Para complementar la visión que acabamos de exponer, queremos presentar otras tres aproximaciones a la noción de subjetividad que nos permitirán indicar cuál es nuestro punto de vista al respecto. La primera es la de Legarde (1997), quien comprende a la subjetividad como una manera de ver y entender el mundo constituida por normas, valores, creencias, lenguajes y formas de aprehender el mundo, conscientes e inconscientes, físicas, intelectuales, afectiva y eróticas y que se concreta en lo que se hace en el mundo. Esto último está definido por el ser hombre o ser mujer. Estos elementos que componen esa subjetividad pueden ser de épocas y contextos diferentes.
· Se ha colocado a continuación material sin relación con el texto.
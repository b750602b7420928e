//! Source file loading for review sessions.
//!
//! This module reads a single source file into a [`CodeUnit`] and discovers
//! reviewable files in a directory tree.

use std::path::{Path, PathBuf};

use serde::{Deserialize, Serialize};
use walkdir::WalkDir;

use crate::error::{Result, TutorError};

/// Maximum allowed source file size in bytes (100KB).
pub const MAX_SOURCE_SIZE: u64 = 100 * 1024;

/// Supported file extensions and the language name shown to the model.
pub const SUPPORTED_LANGUAGES: &[(&str, &str)] = &[
    ("py", "Python"),
    ("js", "JavaScript"),
    ("ts", "TypeScript"),
    ("jsx", "JavaScript (React)"),
    ("tsx", "TypeScript (React)"),
    ("java", "Java"),
    ("c", "C"),
    ("cpp", "C++"),
    ("cc", "C++"),
    ("h", "C/C++ Header"),
    ("hpp", "C++ Header"),
    ("cs", "C#"),
    ("go", "Go"),
    ("rs", "Rust"),
    ("rb", "Ruby"),
    ("php", "PHP"),
    ("swift", "Swift"),
    ("kt", "Kotlin"),
    ("scala", "Scala"),
    ("sh", "Shell Script"),
    ("bash", "Bash Script"),
    ("sql", "SQL"),
    ("html", "HTML"),
    ("css", "CSS"),
    ("scss", "SCSS"),
    ("sass", "Sass"),
    ("json", "JSON"),
    ("yaml", "YAML"),
    ("yml", "YAML"),
    ("xml", "XML"),
    ("md", "Markdown"),
    ("r", "R"),
];

/// Returns the language name for a path, or `None` if the extension is unsupported.
#[must_use]
pub fn language_for_path(path: &Path) -> Option<&'static str> {
    let ext = path.extension()?.to_str()?.to_lowercase();
    SUPPORTED_LANGUAGES
        .iter()
        .find(|(candidate, _)| *candidate == ext)
        .map(|(_, language)| *language)
}

/// Text encoding a source file was decoded with.
#[derive(Debug, Clone, Copy, PartialEq, Eq, Serialize, Deserialize)]
#[serde(rename_all = "kebab-case")]
pub enum SourceEncoding {
    /// Valid UTF-8.
    Utf8,
    /// Not valid UTF-8; every byte mapped to the code point of the same value.
    Latin1,
}

/// A loaded source file.
///
/// Immutable once loaded; engines only read it.
#[derive(Debug, Clone, Serialize, Deserialize)]
pub struct CodeUnit {
    /// Path to the file.
    pub path: PathBuf,

    /// Human-readable language name (e.g. "Rust").
    pub language: String,

    /// Decoded file contents.
    pub content: String,

    /// Number of lines in the file.
    pub line_count: usize,

    /// Size of the file on disk in bytes.
    pub size_bytes: usize,

    /// Encoding used to decode the file.
    pub encoding: SourceEncoding,
}

impl CodeUnit {
    /// Loads a source file from disk.
    ///
    /// Validates that:
    /// - The path exists and is a regular file
    /// - The extension maps to a supported language
    /// - The file size is within the 100KB limit
    ///
    /// Files that are not valid UTF-8 are decoded as Latin-1.
    ///
    /// # Errors
    ///
    /// Returns `TutorError::SourceNotFound`, `TutorError::SourceNotAFile`,
    /// `TutorError::UnsupportedSource` or `TutorError::SourceTooLarge`.
    pub fn load(path: impl AsRef<Path>) -> Result<Self> {
        let path = path.as_ref();

        let metadata = std::fs::metadata(path).map_err(|e| {
            if e.kind() == std::io::ErrorKind::NotFound {
                TutorError::source_not_found(path)
            } else {
                TutorError::Io(e)
            }
        })?;

        if !metadata.is_file() {
            return Err(TutorError::source_not_a_file(path));
        }

        let Some(language) = language_for_path(path) else {
            let extension = path
                .extension()
                .map(|ext| ext.to_string_lossy().into_owned())
                .unwrap_or_default();
            return Err(TutorError::unsupported_source(path, extension));
        };

        let file_size = metadata.len();
        if file_size > MAX_SOURCE_SIZE {
            return Err(TutorError::source_too_large(path, file_size / 1024));
        }

        let bytes = std::fs::read(path)?;
        let size_bytes = bytes.len();
        let (content, encoding) = match String::from_utf8(bytes) {
            Ok(content) => (content, SourceEncoding::Utf8),
            Err(e) => (decode_latin1(e.as_bytes()), SourceEncoding::Latin1),
        };

        Ok(Self::from_parts(path, language, content, size_bytes, encoding))
    }

    /// Builds a code unit from text already in memory.
    ///
    /// Used for code that never touched the disk, such as pasted snippets.
    #[must_use]
    pub fn from_text(path: impl Into<PathBuf>, language: impl Into<String>, content: impl Into<String>) -> Self {
        let content = content.into();
        let size_bytes = content.len();
        Self::from_parts(path, language, content, size_bytes, SourceEncoding::Utf8)
    }

    fn from_parts(
        path: impl Into<PathBuf>,
        language: impl Into<String>,
        content: String,
        size_bytes: usize,
        encoding: SourceEncoding,
    ) -> Self {
        Self {
            path: path.into(),
            language: language.into(),
            line_count: content.lines().count(),
            content,
            size_bytes,
            encoding,
        }
    }

    /// Returns the file name for display, falling back to the full path.
    #[must_use]
    pub fn display_name(&self) -> String {
        self.path.file_name().map_or_else(
            || self.path.display().to_string(),
            |name| name.to_string_lossy().into_owned(),
        )
    }
}

fn decode_latin1(bytes: &[u8]) -> String {
    bytes.iter().map(|&b| char::from(b)).collect()
}

/// Finds all supported source files in a directory, sorted by path.
///
/// # Errors
///
/// Returns `TutorError::SourceNotFound` if the directory doesn't exist.
pub fn find_sources(dir: &Path, recursive: bool) -> Result<Vec<PathBuf>> {
    if !dir.exists() {
        return Err(TutorError::source_not_found(dir));
    }

    let max_depth = if recursive { usize::MAX } else { 1 };
    let mut files: Vec<PathBuf> = WalkDir::new(dir)
        .max_depth(max_depth)
        .into_iter()
        .filter_map(|entry| match entry {
            Ok(entry) => Some(entry),
            Err(e) => {
                tracing::debug!(error = %e, "Skipping unreadable directory entry");
                None
            }
        })
        .filter(|entry| entry.file_type().is_file())
        .map(walkdir::DirEntry::into_path)
        .filter(|path| language_for_path(path).is_some())
        .collect();

    files.sort();
    Ok(files)
}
Con esta metodología es posible hacer el mapa histórico-temporal de la cosmovisión de género hasta agotar sus reductos, y comprobar que la cultura como vivencia social y la subjetividad de cada quien, están organizadas de manera sincrética: en ambas coexisten con mayor o menor tensión y conflicto aspectos eclécticos de diversas cosmovisiones (Legarde, 1997, p. 14).
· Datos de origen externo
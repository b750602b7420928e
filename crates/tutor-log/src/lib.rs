//! Code Tutor session logs
//!
//! Append-only JSON Lines files, one per session, plus export and Markdown
//! transcript rendering for them.
//!
//! # Types
//!
//! - [`LogEntry`] - One logged event
//! - [`SessionLog`] - Writer for one session's log file
//! - [`export::ExportDocument`] - Every session merged into one document
//! - [`TranscriptRenderer`] - Markdown transcript of a session
//!
//! # Example
//!
//! ```rust
//! use chrono::Utc;
//! use serde_json::json;
//! use tutor_log::{LogEntry, SessionLog};
//!
//! let dir = tempfile::tempdir().unwrap();
//! let started = Utc::now();
//! let mut log = SessionLog::create(dir.path(), "67e55044-10b1-426f-9247-bb680e5fe0c8", started).unwrap();
//!
//! log.append(&LogEntry::new(
//!     "67e55044-10b1-426f-9247-bb680e5fe0c8",
//!     started,
//!     "session_start",
//!     json!({"mode": "review"}),
//! ))
//! .unwrap();
//!
//! let entries = tutor_log::read_entries(log.path()).unwrap();
//! assert_eq!(entries.len(), 1);
//! ```

pub mod export;
mod transcript;

pub use transcript::TranscriptRenderer;

use std::fs::{File, OpenOptions};
use std::io::{BufRead, BufReader, Write};
use std::path::{Path, PathBuf};

use chrono::{DateTime, Utc};
use serde::{Deserialize, Serialize};
use thiserror::Error;

/// Name of the directory, inside the config directory, that holds logs.
pub const LOG_DIR_NAME: &str = "logs";

const FILE_PREFIX: &str = "session_";
const FILE_EXTENSION: &str = "jsonl";

// ============================================================================
// Error Types
// ============================================================================

/// Errors that can occur while writing or reading session logs.
#[derive(Debug, Error)]
pub enum LogError {
    /// Failed to serialize or deserialize an entry.
    #[error("failed to serialize log entry: {0}")]
    Serialization(#[from] serde_json::Error),

    /// Failed to read or write log files.
    #[error("I/O error: {0}")]
    Io(#[from] std::io::Error),

    /// A line in a log file is not a valid entry.
    #[error("invalid entry in '{path}' at line {line}: {message}")]
    InvalidEntry {
        /// The log file.
        path: PathBuf,
        /// 1-based line number.
        line: usize,
        /// What was wrong.
        message: String,
    },
}

/// A specialized `Result` type for log operations.
pub type Result<T> = std::result::Result<T, LogError>;

// ============================================================================
// LogEntry
// ============================================================================

/// One line of a session log.
#[derive(Debug, Clone, PartialEq, Serialize, Deserialize)]
pub struct LogEntry {
    /// Session the entry belongs to.
    pub session_id: String,
    /// When the event happened.
    pub timestamp: DateTime<Utc>,
    /// Event name, e.g. `turn_sent`.
    pub event: String,
    /// Event-specific data.
    #[serde(default)]
    pub payload: serde_json::Value,
}

impl LogEntry {
    /// Creates an entry.
    #[must_use]
    pub fn new(
        session_id: impl Into<String>,
        timestamp: DateTime<Utc>,
        event: impl Into<String>,
        payload: serde_json::Value,
    ) -> Self {
        Self {
            session_id: session_id.into(),
            timestamp,
            event: event.into(),
            payload,
        }
    }

    /// Looks up a string field in the payload.
    #[must_use]
    pub fn payload_str(&self, key: &str) -> Option<&str> {
        self.payload.get(key).and_then(serde_json::Value::as_str)
    }
}

// ============================================================================
// SessionLog
// ============================================================================

/// Append-only writer for one session's JSON Lines file.
///
/// Each entry is written as a single line and flushed immediately, so a
/// crash loses at most the entry being written.
#[derive(Debug)]
pub struct SessionLog {
    path: PathBuf,
    file: File,
    entries: usize,
}

impl SessionLog {
    /// Creates the log file for a session, creating `dir` if needed.
    ///
    /// The file is named `session_<YYYYmmdd_HHMMSS>_<first 8 chars of id>.jsonl`.
    /// An existing file with the same name is appended to.
    pub fn create(dir: &Path, session_id: &str, started_at: DateTime<Utc>) -> Result<Self> {
        std::fs::create_dir_all(dir)?;
        let path = dir.join(session_file_name(session_id, started_at));
        let file = OpenOptions::new().create(true).append(true).open(&path)?;

        tracing::debug!(path = %path.display(), "Session log opened");
        Ok(Self {
            path,
            file,
            entries: 0,
        })
    }

    /// Path of the log file.
    #[must_use]
    pub fn path(&self) -> &Path {
        &self.path
    }

    /// Number of entries written through this writer.
    #[must_use]
    pub const fn entries_written(&self) -> usize {
        self.entries
    }

    /// Appends one entry.
    pub fn append(&mut self, entry: &LogEntry) -> Result<()> {
        let mut line = serde_json::to_string(entry)?;
        line.push('\n');
        self.file.write_all(line.as_bytes())?;
        self.file.flush()?;
        self.entries += 1;
        Ok(())
    }
}

/// Builds the file name for a session log.
///
/// # Examples
///
/// ```
/// use chrono::{TimeZone, Utc};
///
/// let started = Utc.with_ymd_and_hms(2025, 1, 15, 10, 30, 0).unwrap();
/// let name = tutor_log::session_file_name("67e55044-10b1-426f", started);
/// assert_eq!(name, "session_20250115_103000_67e55044.jsonl");
/// ```
#[must_use]
pub fn session_file_name(session_id: &str, started_at: DateTime<Utc>) -> String {
    let short: String = session_id.chars().take(8).collect();
    format!(
        "{FILE_PREFIX}{}_{short}.{FILE_EXTENSION}",
        started_at.format("%Y%m%d_%H%M%S")
    )
}

/// Returns `true` if the path looks like a session log file.
#[must_use]
pub fn is_session_file(path: &Path) -> bool {
    let Some(name) = path.file_name().and_then(|n| n.to_str()) else {
        return false;
    };
    name.starts_with(FILE_PREFIX)
        && path.extension().and_then(|e| e.to_str()) == Some(FILE_EXTENSION)
}

/// Lists session log files in `dir`, sorted by file name.
///
/// A missing directory yields an empty list.
pub fn list_sessions(dir: &Path) -> Result<Vec<PathBuf>> {
    if !dir.exists() {
        return Ok(Vec::new());
    }

    let mut files = Vec::new();
    for entry in std::fs::read_dir(dir)? {
        let path = entry?.path();
        if path.is_file() && is_session_file(&path) {
            files.push(path);
        }
    }
    files.sort();
    Ok(files)
}

/// Reads every entry of a session log. Blank lines are skipped.
pub fn read_entries(path: &Path) -> Result<Vec<LogEntry>> {
    let reader = BufReader::new(File::open(path)?);
    let mut entries = Vec::new();

    for (index, line) in reader.lines().enumerate() {
        let line = line?;
        if line.trim().is_empty() {
            continue;
        }
        let entry = serde_json::from_str(&line).map_err(|e| LogError::InvalidEntry {
            path: path.to_path_buf(),
            line: index + 1,
            message: e.to_string(),
        })?;
        entries.push(entry);
    }

    Ok(entries)
}

// ============================================================================
// Tests
// ============================================================================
            Esta concepción nos resulta útil; pues, la perspectiva de género que introduce la autora nos lleva a pensar en asuntos culturales, en las representaciones, estereotipos y normas que hay sobre las mujeres (maestras). Responder a preguntas como “¿Cómo vive cada quien su vida como mujer y como hombre?, ¿cómo se siente consigo y con el mundo?” o, incluso, “¿qué espera de sí, de los otros, de la sociedad, de las instituciones?, ¿a qué le teme?, ¿cuáles son sus impedimentos y cuáles sus habilidades para vivir?” (Legarde, 1997, p. 47), nos permitirá comprender desde dónde se mira y actúa en el mundo y la manera en cómo la tensión interior/exterior o privado/público se juega en las actuaciones. En otras palabras, responder estas preguntas nos permitirá comprender la posicionalidad propuesto por Lauretis, que Legarde retoma de Molina (s/f):

El concepto de posicionalidad señalaría, por un lado, el carácter relacional y contextual de la identidad femenina -lo que prevendría de una caída en esencialismos-, y, por otro, daría cuenta de una identidad común al sostener la lucha política, pues la posicionalidad de base que comparten todas las mujeres es la de la falta de poder: la mujer es una posición desde la cual la lucha política puede emerger (p. 206).
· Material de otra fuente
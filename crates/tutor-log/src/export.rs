//! Exporting and clearing session logs.
//!
//! [`export_all`] merges every session file in a log directory into one
//! [`ExportDocument`], sessions ordered by file name (and so by start time).

use std::path::Path;

use chrono::{DateTime, Utc};
use serde::{Deserialize, Serialize};

use crate::{list_sessions, read_entries, LogEntry, Result};

/// One session in an export.
#[derive(Debug, Clone, PartialEq, Serialize, Deserialize)]
pub struct ExportedSession {
    /// Source file name.
    pub file: String,
    /// Session id, taken from the first entry.
    pub session_id: Option<String>,
    /// Entries in file order.
    pub entries: Vec<LogEntry>,
}

/// Every session log merged into one document.
#[derive(Debug, Clone, PartialEq, Serialize, Deserialize)]
pub struct ExportDocument {
    /// When the export was made.
    pub exported_at: DateTime<Utc>,
    /// Number of sessions.
    pub session_count: usize,
    /// Sessions ordered by file name.
    pub sessions: Vec<ExportedSession>,
}

impl ExportDocument {
    /// Total entries across all sessions.
    #[must_use]
    pub fn entry_count(&self) -> usize {
        self.sessions.iter().map(|s| s.entries.len()).sum()
    }

    /// Serializes the document as pretty-printed JSON.
    pub fn to_json_pretty(&self) -> Result<String> {
        Ok(serde_json::to_string_pretty(self)?)
    }

    /// Writes the document as pretty-printed JSON, creating parent directories.
    pub fn write_to_file(&self, path: &Path) -> Result<()> {
        if let Some(parent) = path.parent().filter(|p| !p.as_os_str().is_empty()) {
            std::fs::create_dir_all(parent)?;
        }
        std::fs::write(path, self.to_json_pretty()?)?;
        tracing::info!(path = %path.display(), sessions = self.session_count, "Logs exported");
        Ok(())
    }
}

/// Reads one session log file.
pub fn export_session(path: &Path) -> Result<ExportedSession> {
    let entries = read_entries(path)?;
    Ok(ExportedSession {
        file: path
            .file_name()
            .map(|n| n.to_string_lossy().into_owned())
            .unwrap_or_default(),
        session_id: entries.first().map(|e| e.session_id.clone()),
        entries,
    })
}

/// Merges every session log in `dir`.
///
/// A missing directory gives an empty document.
pub fn export_all(dir: &Path) -> Result<ExportDocument> {
    let sessions = list_sessions(dir)?
        .iter()
        .map(|path| export_session(path))
        .collect::<Result<Vec<_>>>()?;

    Ok(ExportDocument {
        exported_at: Utc::now(),
        session_count: sessions.len(),
        sessions,
    })
}

/// Deletes every session log in `dir` and returns how many were removed.
pub fn clear_logs(dir: &Path) -> Result<usize> {
    let files = list_sessions(dir)?;
    for file in &files {
        std::fs::remove_file(file)?;
    }
    tracing::info!(dir = %dir.display(), removed = files.len(), "Session logs cleared");
    Ok(files.len())
}

#[cfg(test)]
#[allow(clippy::unwrap_used)]
mod tests {
    use super::*;
    use crate::SessionLog;
    use chrono::TimeZone;
    use serde_json::json;
    use tempfile::TempDir;

    fn write_session(dir: &Path, id: &str, hour: u32, events: &[&str]) {
        let started = Utc.with_ymd_and_hms(2025, 1, 15, hour, 0, 0).unwrap();
        let mut log = SessionLog::create(dir, id, started).unwrap();
        for event in events {
            log.append(&LogEntry::new(id, started, *event, json!({}))).unwrap();
        }
    }

    #[test]
    fn test_export_all_orders_sessions() {
        let temp = TempDir::new().unwrap();
        write_session(temp.path(), "bbbbbbbb-later", 12, &["session_start", "session_end"]);
        write_session(temp.path(), "aaaaaaaa-early", 9, &["session_start"]);

        let doc = export_all(temp.path()).unwrap();
        assert_eq!(doc.session_count, 2);
        assert_eq!(doc.entry_count(), 3);
        assert_eq!(doc.sessions[0].session_id.as_deref(), Some("aaaaaaaa-early"));
        assert_eq!(doc.sessions[1].entries.len(), 2);
    }

    #[test]
    fn test_export_empty_dir() {
        let temp = TempDir::new().unwrap();
        let doc = export_all(&temp.path().join("missing")).unwrap();
        assert_eq!(doc.session_count, 0);
        assert!(doc.sessions.is_empty());
    }

    #[test]
    fn test_write_to_file_round_trips() {
        let temp = TempDir::new().unwrap();
        write_session(temp.path(), "aaaaaaaa", 9, &["session_start"]);

        let out = temp.path().join("out").join("export.json");
        let doc = export_all(temp.path()).unwrap();
        doc.write_to_file(&out).unwrap();

        let parsed: ExportDocument =
            serde_json::from_str(&std::fs::read_to_string(&out).unwrap()).unwrap();
        assert_eq!(parsed, doc);
    }

    #[test]
    fn test_clear_logs_only_removes_sessions() {
        let temp = TempDir::new().unwrap();
        write_session(temp.path(), "aaaaaaaa", 9, &["session_start"]);
        write_session(temp.path(), "bbbbbbbb", 10, &["session_start"]);
        std::fs::write(temp.path().join("keep.txt"), "x").unwrap();

        assert_eq!(clear_logs(temp.path()).unwrap(), 2);
        assert!(temp.path().join("keep.txt").exists());
        assert_eq!(clear_logs(temp.path()).unwrap(), 0);
    }
}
            La siguiente concepción la tomamos de Corea (2004), para quien la subjetividad es:

…un modo de hacer en el mundo. Una subjetividad es un modo de hacer con lo real. Llamemos a esas prácticas sobre lo real operaciones. Y digamos, con menos belleza que Buber, que la subjetividad es la serie de operaciones realizadas para habitar un dispositivo, una situación, un mundo (p. 48).

Aquí, la subjetividad está referida a qué hacemos con lo que somos. En el caso de esta investigación, esta acepción es útil porque nos permite abordar la identidad de ser maestra como una construcción solidaria de la teoría y la práctica, el contexto y la norma, los ideales de la educación y las realidades de las y los estudiantes.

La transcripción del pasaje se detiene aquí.